"Outside is America", sang U2

“Outside is America”, sang U2

On March 9, 1987 he U2 released their fifth album, “The Joshua Tree”. The album definitively brought the Irish band worldwide fame. It is considered one of the most important albums in the entire history of rock and certainly one of the most significant of the 1980s. We remember its release by offering you our review.

There are some records that marked the musical education of those who grew up in the '80s. Records by groups born, grown and exploded in that decade, together with a new generation of listeners. And, if we had to indicate one album and one album only from that period, “The Joshua tree” would be one of the most accredited candidates, if not THE candidate. Now we are in a period of revival: television programs and compilations remind us of the epochal deeds of those years, with the mythologizing typical of every operation of the genre. But if we have to talk about rock, U2 were certainly the group of the decade.

In 1987 U2 returned from a period of constant growth: with “War” they had become a cult group, or perhaps already something more.

The explosive live “Under a blood red sky”, with that evocative cover (the blood red sky of Colorado, the silhouette of Bono holding a flag) consolidated their fame as a rock band emerging from the great new wave cauldron. A year later, in 1984, the group changes direction: “The unforgettable fire” is the album of the meeting with Brian Eno. That is, less rock (apart from the anthem “Pride”), more sonic experimentation. Which meant less guitar playing from The Edge (the true musical soul of the group), but more sound textures, to support Bono's epic and “social” lyrics. In 1985 the definitive dedication to “Live Aid”.
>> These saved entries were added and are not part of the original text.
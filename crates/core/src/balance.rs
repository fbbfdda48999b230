//! Balance maps: the parsed form of a balance snapshot.
//!
//! A `BalanceMap` keeps recipients in first-seen order. Parsing is strict:
//! the input must be a JSON object whose keys are addresses and whose values
//! are non-negative integers (or decimal strings). Keys that differ only in
//! case name the same recipient and their amounts are summed.

use std::collections::HashMap;
use std::fmt;

use serde::de::{self, MapAccess, Visitor};
use serde::ser::SerializeMap;
use serde::{Deserialize, Deserializer, Serialize, Serializer};

use crate::types::{checked_sum, DecimalAmount};
use crate::{Address, Amount, CoreError, Result};

#[derive(Debug, Clone, Default, PartialEq, Eq)]
pub struct BalanceMap {
    entries: Vec<(Address, Amount)>,
    positions: HashMap<Address, usize>,
}

impl BalanceMap {
    pub fn new() -> Self {
        Self::default()
    }

    /// Parse a balance snapshot from JSON.
    pub fn from_json_str(input: &str) -> Result<Self> {
        serde_json::from_str(input).map_err(|e| CoreError::InvalidInputData(e.to_string()))
    }

    /// Build from `(address, amount)` pairs, summing repeats.
    pub fn from_pairs<I>(pairs: I) -> Result<Self>
    where
        I: IntoIterator<Item = (Address, Amount)>,
    {
        let mut map = Self::new();
        for (address, amount) in pairs {
            map.add(address, amount)?;
        }
        Ok(map)
    }

    pub fn len(&self) -> usize {
        self.entries.len()
    }

    pub fn is_empty(&self) -> bool {
        self.entries.is_empty()
    }

    pub fn get(&self, address: &Address) -> Option<Amount> {
        self.positions.get(address).map(|&i| self.entries[i].1)
    }

    pub fn contains(&self, address: &Address) -> bool {
        self.positions.contains_key(address)
    }

    /// Add `amount` to `address`, appending the address if it is new.
    pub fn add(&mut self, address: Address, amount: Amount) -> Result<()> {
        match self.positions.get(&address) {
            Some(&i) => {
                let slot = &mut self.entries[i].1;
                *slot = slot.checked_add(amount).ok_or(CoreError::AmountOverflow)?;
            }
            None => {
                self.positions.insert(address, self.entries.len());
                self.entries.push((address, amount));
            }
        }
        Ok(())
    }

    /// Keep only the entries for which `keep` returns true.
    pub fn retain<F>(&mut self, mut keep: F)
    where
        F: FnMut(&Address, &Amount) -> bool,
    {
        self.entries.retain(|(address, amount)| keep(address, amount));
        self.reindex();
    }

    pub fn iter(&self) -> impl Iterator<Item = (&Address, &Amount)> {
        self.entries.iter().map(|(address, amount)| (address, amount))
    }

    pub fn addresses(&self) -> impl Iterator<Item = &Address> {
        self.entries.iter().map(|(address, _)| address)
    }

    pub fn total(&self) -> Result<Amount> {
        checked_sum(self.entries.iter().map(|(_, amount)| amount))
    }

    fn reindex(&mut self) {
        self.positions = self
            .entries
            .iter()
            .enumerate()
            .map(|(i, (address, _))| (*address, i))
            .collect();
    }
}

impl IntoIterator for BalanceMap {
    type Item = (Address, Amount);
    type IntoIter = std::vec::IntoIter<(Address, Amount)>;

    fn into_iter(self) -> Self::IntoIter {
        self.entries.into_iter()
    }
}

impl Serialize for BalanceMap {
    fn serialize<S: Serializer>(&self, serializer: S) -> std::result::Result<S::Ok, S::Error> {
        let mut map = serializer.serialize_map(Some(self.entries.len()))?;
        for (address, amount) in &self.entries {
            map.serialize_entry(address, &DecimalAmount(*amount))?;
        }
        map.end()
    }
}

struct BalanceMapVisitor;

impl<'de> Visitor<'de> for BalanceMapVisitor {
    type Value = BalanceMap;

    fn expecting(&self, f: &mut fmt::Formatter) -> fmt::Result {
        f.write_str("an object mapping addresses to non-negative integer amounts")
    }

    fn visit_map<A: MapAccess<'de>>(
        self,
        mut access: A,
    ) -> std::result::Result<BalanceMap, A::Error> {
        let mut map = BalanceMap::new();
        while let Some((address, amount)) = access.next_entry::<Address, DecimalAmount>()? {
            map.add(address, amount.0).map_err(de::Error::custom)?;
        }
        Ok(map)
    }
}

impl<'de> Deserialize<'de> for BalanceMap {
    fn deserialize<D: Deserializer<'de>>(deserializer: D) -> std::result::Result<Self, D::Error> {
        deserializer.deserialize_map(BalanceMapVisitor)
    }
}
“The Joshua tree” arrived in March 1987. The album of confirmation, but also the album in which U2 summarized the musical journey undertaken up to that point, plus recovering dormant and never fully revealed roots: the American ones. “Outside it's America”, “Out there is America” sings Bono in one of the most intense songs on the album, “Bullet the blue sky”. “The Joshua tree” is an American album, right from the title which recalls the trees in the desert between Nevada and California, which grow despite the lack of water. It's an American record in its music and themes.

Musically, the production of Brian Eno and Daniel Lanois brings the coordinates of the sound into greater focus, The Edge's “Infinite guitar” finds in the dilated arpeggios of songs such as “With or without you” and “Where the streets have no name” its most classic configuration. But the album also contains the acoustic, almost blues ballad of “Running to stand still” and songs like “Trip through your wires” which could come from Dylan or Neil Young's repertoire, the gospel of “I still haven't found what I'm looking for”.

The thematic references to America in the songs are countless. And if the one already mentioned in “Bullet the blue sky” is certainly the most explicit, the direct and indirect quotations range from the desert evoked in “Where the streets have no name” to the “land of God” in “In God's country”, to the song dedicated to the mothers of the South American desaparecidos (“Mothers of the disappeared”, precisely). What made this album great, however, is not the simple quotationism, but the rereading of America from the eyes of Europeans. A reinterpretation that crystallized into an epic sound, which became by definition the rock sound of the 80s.

The story of U2 post “Joshua tree” is well known: after a mega world tour (which also touched Italy, bringing together thousands of people), Bono and his companions continued to sing America with “Rattle and hum”, a record partly from alive and partly unpublished, all linked by the thematic thread represented by the continent, which becomes even stronger and more evident than in “The Joshua tree”.

In the 1990s U2 became one of rock's most beloved, but also most controversial, bands for their spectacular megalomania. “Achtung baby”, the first unreleased studio work, is another masterpiece, but certainly inferior to this “The Joshua tree”. Which in the end, beyond everything, remains the best album of U2 songs, and probably of a whole controversial musical decade.